▶ Directions: Give the number of lines in the records below that include the word "filter", and add nothing to it.

▶ Stored data entries:

◆ ◆ ◆ ◆ ◆

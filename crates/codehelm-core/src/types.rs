//! Core wire types — conversation messages, tool calls, tool definitions,
//! and the streaming events an LLM provider emits.
//!
//! These types model the OpenAI chat completions format, which is the
//! lingua franca between the orchestrator and every provider backend.

use serde::{Deserialize, Serialize};

// ─────────────────────────────────────────────
// Messages (OpenAI chat completions format)
// ─────────────────────────────────────────────

/// A chat message in the OpenAI format.
///
/// Each variant maps to a `role` field value.
#[derive(Clone, Debug, Serialize, Deserialize, PartialEq)]
#[serde(tag = "role")]
pub enum Message {
    #[serde(rename = "system")]
    System { content: String },

    #[serde(rename = "user")]
    User { content: String },

    #[serde(rename = "assistant")]
    Assistant {
        #[serde(skip_serializing_if = "Option::is_none")]
        content: Option<String>,
        #[serde(skip_serializing_if = "Option::is_none")]
        tool_calls: Option<Vec<ToolCall>>,
        /// Reasoning/thinking content from models that expose it.
        #[serde(skip_serializing_if = "Option::is_none")]
        reasoning_content: Option<String>,
    },

    #[serde(rename = "tool")]
    Tool {
        content: String,
        tool_call_id: String,
    },
}

impl Message {
    /// Create a system message.
    pub fn system(content: impl Into<String>) -> Self {
        Message::System {
            content: content.into(),
        }
    }

    /// Create a user message.
    pub fn user(content: impl Into<String>) -> Self {
        Message::User {
            content: content.into(),
        }
    }

    /// Create an assistant message with text content.
    pub fn assistant(content: impl Into<String>) -> Self {
        Message::Assistant {
            content: Some(content.into()),
            tool_calls: None,
            reasoning_content: None,
        }
    }

    /// Create an assistant message carrying text, reasoning, and tool calls.
    ///
    /// Empty text/reasoning and an empty call list are stored as `None` so
    /// the serialized form omits them.
    pub fn assistant_turn(
        content: Option<String>,
        reasoning: Option<String>,
        tool_calls: Vec<ToolCall>,
    ) -> Self {
        Message::Assistant {
            content: content.filter(|c| !c.is_empty()),
            tool_calls: if tool_calls.is_empty() {
                None
            } else {
                Some(tool_calls)
            },
            reasoning_content: reasoning.filter(|r| !r.is_empty()),
        }
    }

    /// Create a tool result message.
    pub fn tool_result(tool_call_id: impl Into<String>, content: impl Into<String>) -> Self {
        Message::Tool {
            content: content.into(),
            tool_call_id: tool_call_id.into(),
        }
    }

    /// The `role` string this message serializes with.
    pub fn role(&self) -> &'static str {
        match self {
            Message::System { .. } => "system",
            Message::User { .. } => "user",
            Message::Assistant { .. } => "assistant",
            Message::Tool { .. } => "tool",
        }
    }

    /// Primary text content (empty for tool-call-only assistant messages).
    pub fn text(&self) -> &str {
        match self {
            Message::System { content }
            | Message::User { content }
            | Message::Tool { content, .. } => content,
            Message::Assistant { content, .. } => content.as_deref().unwrap_or(""),
        }
    }

    /// Tool calls carried by an assistant message.
    pub fn tool_calls(&self) -> &[ToolCall] {
        match self {
            Message::Assistant {
                tool_calls: Some(calls),
                ..
            } => calls,
            _ => &[],
        }
    }

    /// Whether this message opens a user/assistant exchange boundary.
    pub fn is_turn_start(&self) -> bool {
        matches!(self, Message::User { .. } | Message::Assistant { .. })
    }
}

// ─────────────────────────────────────────────
// Tool Calls (function calling)
// ─────────────────────────────────────────────

/// A tool call from the assistant, requesting execution of a function.
#[derive(Clone, Debug, Serialize, Deserialize, PartialEq)]
pub struct ToolCall {
    /// Unique ID for this tool call (used to match results).
    pub id: String,
    /// Always "function" in current OpenAI API.
    #[serde(rename = "type")]
    pub call_type: String,
    /// The function to call.
    pub function: FunctionCall,
}

impl ToolCall {
    /// Create a new tool call.
    pub fn new(id: impl Into<String>, name: impl Into<String>, arguments: impl Into<String>) -> Self {
        ToolCall {
            id: id.into(),
            call_type: "function".to_string(),
            function: FunctionCall {
                name: name.into(),
                arguments: arguments.into(),
            },
        }
    }
}

/// The function name and arguments within a tool call.
#[derive(Clone, Debug, Serialize, Deserialize, PartialEq)]
pub struct FunctionCall {
    /// Name of the function/tool to call.
    pub name: String,
    /// JSON-encoded arguments string.
    pub arguments: String,
}

// ─────────────────────────────────────────────
// Tool Definitions (for LLM requests)
// ─────────────────────────────────────────────

/// Definition of a tool, sent to the LLM so it knows what tools are available.
#[derive(Clone, Debug, Serialize, Deserialize, PartialEq)]
pub struct ToolDefinition {
    /// Always "function".
    #[serde(rename = "type")]
    pub tool_type: String,
    /// The function schema.
    pub function: FunctionDefinition,
}

/// Schema of a function tool.
#[derive(Clone, Debug, Serialize, Deserialize, PartialEq)]
pub struct FunctionDefinition {
    pub name: String,
    pub description: String,
    pub parameters: serde_json::Value,
}

impl ToolDefinition {
    /// Create a new tool definition.
    pub fn new(
        name: impl Into<String>,
        description: impl Into<String>,
        parameters: serde_json::Value,
    ) -> Self {
        ToolDefinition {
            tool_type: "function".to_string(),
            function: FunctionDefinition {
                name: name.into(),
                description: description.into(),
                parameters,
            },
        }
    }
}

// ─────────────────────────────────────────────
// Streaming events
// ─────────────────────────────────────────────

/// One event on the provider → orchestrator stream.
///
/// A well-behaved provider emits any number of deltas and tool calls, then
/// exactly one terminal event (`Done` or `Error`).
#[derive(Clone, Debug, PartialEq)]
pub enum StreamEvent {
    /// A chunk of visible assistant text.
    TextDelta(String),
    /// A chunk of reasoning/thinking text.
    ReasoningDelta(String),
    /// One complete native tool call.
    ToolCall(ToolCall),
    /// Terminal success: final content (if the provider has it) and usage.
    Done {
        content: Option<String>,
        usage: Option<UsageInfo>,
    },
    /// Terminal failure.
    Error { message: String, retryable: bool },
}

impl StreamEvent {
    /// Whether this event ends the stream.
    pub fn is_terminal(&self) -> bool {
        matches!(self, StreamEvent::Done { .. } | StreamEvent::Error { .. })
    }
}

/// Token usage statistics from the LLM.
#[derive(Clone, Debug, Default, Serialize, Deserialize, PartialEq)]
pub struct UsageInfo {
    pub prompt_tokens: u32,
    pub completion_tokens: u32,
    pub total_tokens: u32,
}

// ─────────────────────────────────────────────
// Provider-related types
// ─────────────────────────────────────────────

/// Raw chat completion response from an OpenAI-compatible API.
/// Used internally for deserialization.
#[derive(Debug, Deserialize)]
pub struct ChatCompletionResponse {
    pub id: Option<String>,
    pub choices: Vec<ChatChoice>,
    pub usage: Option<UsageInfo>,
}

/// A single choice in a chat completion response.
#[derive(Debug, Deserialize)]
pub struct ChatChoice {
    pub message: AssistantMessage,
    pub finish_reason: Option<String>,
}

/// The assistant message within a chat completion choice.
#[derive(Debug, Deserialize)]
pub struct AssistantMessage {
    pub content: Option<String>,
    #[serde(default)]
    pub tool_calls: Option<Vec<ToolCall>>,
    #[serde(default)]
    pub reasoning_content: Option<String>,
}

/// Request body for an OpenAI-compatible chat completion API.
#[derive(Debug, Serialize)]
pub struct ChatCompletionRequest {
    pub model: String,
    pub messages: Vec<Message>,
    #[serde(skip_serializing_if = "Option::is_none")]
    pub tools: Option<Vec<ToolDefinition>>,
    #[serde(skip_serializing_if = "Option::is_none")]
    pub tool_choice: Option<String>,
    #[serde(skip_serializing_if = "Option::is_none")]
    pub max_tokens: Option<u32>,
    #[serde(skip_serializing_if = "Option::is_none")]
    pub temperature: Option<f64>,
    /// Ask for server-sent-event streaming.
    #[serde(skip_serializing_if = "std::ops::Not::not")]
    pub stream: bool,
}

// ─────────────────────────────────────────────
// Tests
// ─────────────────────────────────────────────

#[cfg(test)]
mod tests {
    use super::*;
    use serde_json::json;

    #[test]
    fn test_user_message_serialization() {
        let msg = Message::user("Hello, world!");
        let json = serde_json::to_value(&msg).unwrap();

        assert_eq!(json["role"], "user");
        assert_eq!(json["content"], "Hello, world!");
    }

    #[test]
    fn test_assistant_text_message_omits_empty_fields() {
        let msg = Message::assistant("The answer is 42.");
        let json = serde_json::to_value(&msg).unwrap();

        assert_eq!(json["role"], "assistant");
        assert!(json.get("tool_calls").is_none());
        assert!(json.get("reasoning_content").is_none());
    }

    #[test]
    fn test_assistant_turn_normalizes_empty_parts() {
        let msg = Message::assistant_turn(Some(String::new()), Some(String::new()), vec![]);
        assert_eq!(
            msg,
            Message::Assistant {
                content: None,
                tool_calls: None,
                reasoning_content: None,
            }
        );
    }

    #[test]
    fn test_assistant_tool_calls_serialization() {
        let msg = Message::assistant_turn(
            None,
            None,
            vec![ToolCall::new("call_123", "search_files", r#"{"pattern": "fn main"}"#)],
        );
        let json = serde_json::to_value(&msg).unwrap();

        assert!(json.get("content").is_none());
        let calls = json["tool_calls"].as_array().unwrap();
        assert_eq!(calls[0]["id"], "call_123");
        assert_eq!(calls[0]["type"], "function");
        assert_eq!(calls[0]["function"]["name"], "search_files");
    }

    #[test]
    fn test_tool_result_serialization() {
        let msg = Message::tool_result("call_123", "3 matches");
        let json = serde_json::to_value(&msg).unwrap();

        assert_eq!(json["role"], "tool");
        assert_eq!(json["tool_call_id"], "call_123");
    }

    #[test]
    fn test_assistant_with_tool_calls_deserialization() {
        let json = json!({
            "role": "assistant",
            "content": null,
            "tool_calls": [{
                "id": "call_abc",
                "type": "function",
                "function": {
                    "name": "read_file",
                    "arguments": "{\"path\": \"src/lib.rs\"}"
                }
            }]
        });
        let msg: Message = serde_json::from_value(json).unwrap();
        assert_eq!(msg.tool_calls().len(), 1);
        assert_eq!(msg.tool_calls()[0].function.name, "read_file");
        assert_eq!(msg.text(), "");
    }

    #[test]
    fn test_role_and_turn_start() {
        assert_eq!(Message::system("s").role(), "system");
        assert!(Message::user("u").is_turn_start());
        assert!(Message::assistant("a").is_turn_start());
        assert!(!Message::tool_result("c", "r").is_turn_start());
        assert!(!Message::system("s").is_turn_start());
    }

    #[test]
    fn test_stream_event_terminal() {
        assert!(StreamEvent::Done { content: None, usage: None }.is_terminal());
        assert!(StreamEvent::Error { message: "x".into(), retryable: true }.is_terminal());
        assert!(!StreamEvent::TextDelta("hi".into()).is_terminal());
    }

    #[test]
    fn test_tool_definition_serialization() {
        let def = ToolDefinition::new(
            "read_file",
            "Read the contents of a file",
            json!({"type": "object", "properties": {}, "required": []}),
        );
        let json = serde_json::to_value(&def).unwrap();
        assert_eq!(json["type"], "function");
        assert_eq!(json["function"]["name"], "read_file");
        assert_eq!(json["function"]["parameters"]["type"], "object");
    }
}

◆ ◆ ◆ ◆ ◆

▶ Task output: 2